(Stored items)
━━━

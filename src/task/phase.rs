use serde::{Deserialize, Serialize};
use std::fmt;
use std::str::FromStr;

/// Coarse grouping used to converge a cluster in stages.
#[derive(Debug, Clone, Copy, PartialEq, Eq, Hash, PartialOrd, Ord, Serialize, Deserialize)]
#[serde(rename_all = "kebab-case")]
pub enum Phase {
    Assets,
    Iam,
    Network,
    SecurityGroups,
    Cluster,
    LoadBalancers,
}

impl Phase {
    pub const ALL: [Phase; 6] = [
        Phase::Assets,
        Phase::Iam,
        Phase::Network,
        Phase::SecurityGroups,
        Phase::Cluster,
        Phase::LoadBalancers,
    ];

    pub fn as_str(&self) -> &'static str {
        match self {
            Self::Assets => "assets",
            Self::Iam => "iam",
            Self::Network => "network",
            Self::SecurityGroups => "security-groups",
            Self::Cluster => "cluster",
            Self::LoadBalancers => "load-balancers",
        }
    }
}

impl fmt::Display for Phase {
    fn fmt(&self, f: &mut fmt::Formatter<'_>) -> fmt::Result {
        f.write_str(self.as_str())
    }
}

impl FromStr for Phase {
    type Err = String;

    fn from_str(s: &str) -> Result<Self, Self::Err> {
        Phase::ALL
            .into_iter()
            .find(|phase| phase.as_str() == s)
            .ok_or_else(|| format!("Unknown phase: {s}"))
    }
}
//! VPC network.

use crate::cloud::utils::safe_object_name;
use crate::cloud::{found, NetworkRequest};
use crate::error::{ConvergeError, ConvergeResult};
use crate::target::{ApiTarget, ConfigTarget};
use crate::task::{
    ensure_unchanged, DeltaTask, Lifecycle, NoChanges, Phase, RenderApi, RenderConfig,
    RunContext, TaskId, TaskOutputs,
};
use async_trait::async_trait;
use serde::Serialize;

/// A VPC network.
#[derive(Debug, Clone, PartialEq, Eq)]
pub struct Network {
    pub name: String,
    pub lifecycle: Lifecycle,
    /// Fixed at creation.
    pub auto_create_subnetworks: Option<bool>,
    /// Observed only.
    pub self_link: Option<String>,
}

impl Network {
    pub fn new(name: impl Into<String>) -> Self {
        Self {
            name: name.into(),
            lifecycle: Lifecycle::Normal,
            auto_create_subnetworks: None,
            self_link: None,
        }
    }

    pub fn with_lifecycle(mut self, lifecycle: Lifecycle) -> Self {
        self.lifecycle = lifecycle;
        self
    }

    fn cloud_name(&self) -> String {
        safe_object_name(&self.name)
    }
}

#[async_trait]
impl DeltaTask for Network {
    const KIND: &'static str = "Network";

    type Changes = NoChanges;

    fn name(&self) -> &str {
        &self.name
    }

    fn lifecycle(&self) -> Lifecycle {
        self.lifecycle
    }

    fn phase(&self) -> Phase {
        Phase::Network
    }

    fn outputs(&self) -> TaskOutputs {
        TaskOutputs::new()
            .with("name", self.cloud_name())
            .with_optional("self_link", self.self_link.as_deref())
    }

    async fn find(&self, ctx: &RunContext<'_>) -> ConvergeResult<Option<Self>> {
        let cloud = ctx.cloud();
        let info = found(
            cloud
                .compute()
                .get_network(cloud.project(), &self.cloud_name())
                .await,
        )?;

        Ok(info.map(|info| Network {
            name: self.name.clone(),
            lifecycle: self.lifecycle,
            auto_create_subnetworks: Some(info.auto_create_subnetworks),
            self_link: Some(info.self_link),
        }))
    }

    fn check_changes(
        actual: Option<&Self>,
        desired: &Self,
        _changes: &mut NoChanges,
    ) -> ConvergeResult<()> {
        let id = TaskId::of(desired);
        match actual {
            None if desired.name.is_empty() => Err(ConvergeError::RequiredField {
                task: id,
                field: "name",
            }),
            None => Ok(()),
            Some(actual) => ensure_unchanged(
                &id,
                "auto_create_subnetworks",
                &actual.auto_create_subnetworks,
                &desired.auto_create_subnetworks,
            ),
        }
    }

    fn api_renderer(&self) -> Option<&dyn RenderApi<Self>> {
        Some(self)
    }

    fn config_renderer(&self) -> Option<&dyn RenderConfig<Self>> {
        Some(self)
    }
}

#[async_trait]
impl RenderApi<Network> for Network {
    async fn render_api(
        &self,
        target: &ApiTarget,
        _ctx: &RunContext<'_>,
        actual: Option<&Network>,
        _changes: &NoChanges,
    ) -> ConvergeResult<()> {
        if actual.is_some() {
            return Ok(());
        }
        let cloud = target.cloud();
        let request = NetworkRequest {
            name: self.cloud_name(),
            auto_create_subnetworks: self.auto_create_subnetworks.unwrap_or(false),
        };
        let operation = cloud.compute().create_network(cloud.project(), request).await?;
        target.wait_for(operation).await?;
        Ok(())
    }
}

#[derive(Serialize)]
struct TerraformNetwork {
    name: String,
    auto_create_subnetworks: bool,
}

impl RenderConfig<Network> for Network {
    fn render_config(
        &self,
        target: &ConfigTarget,
        _ctx: &RunContext<'_>,
        _actual: Option<&Network>,
        _changes: &NoChanges,
    ) -> ConvergeResult<()> {
        let name = self.cloud_name();
        let body = TerraformNetwork {
            name: name.clone(),
            auto_create_subnetworks: self.auto_create_subnetworks.unwrap_or(false),
        };
        target.render_resource(&TaskId::of(self), "google_compute_network", &name, &body)
    }
}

━━━

_BRIEF_
Filter the entries above and copy only the lines that hold "String".

_RESULT OF THE TASK_
    type Err = String;
    pub name: String,
    pub self_link: Option<String>,
    pub fn new(name: impl Into<String>) -> Self {
    fn cloud_name(&self) -> String {
    name: String,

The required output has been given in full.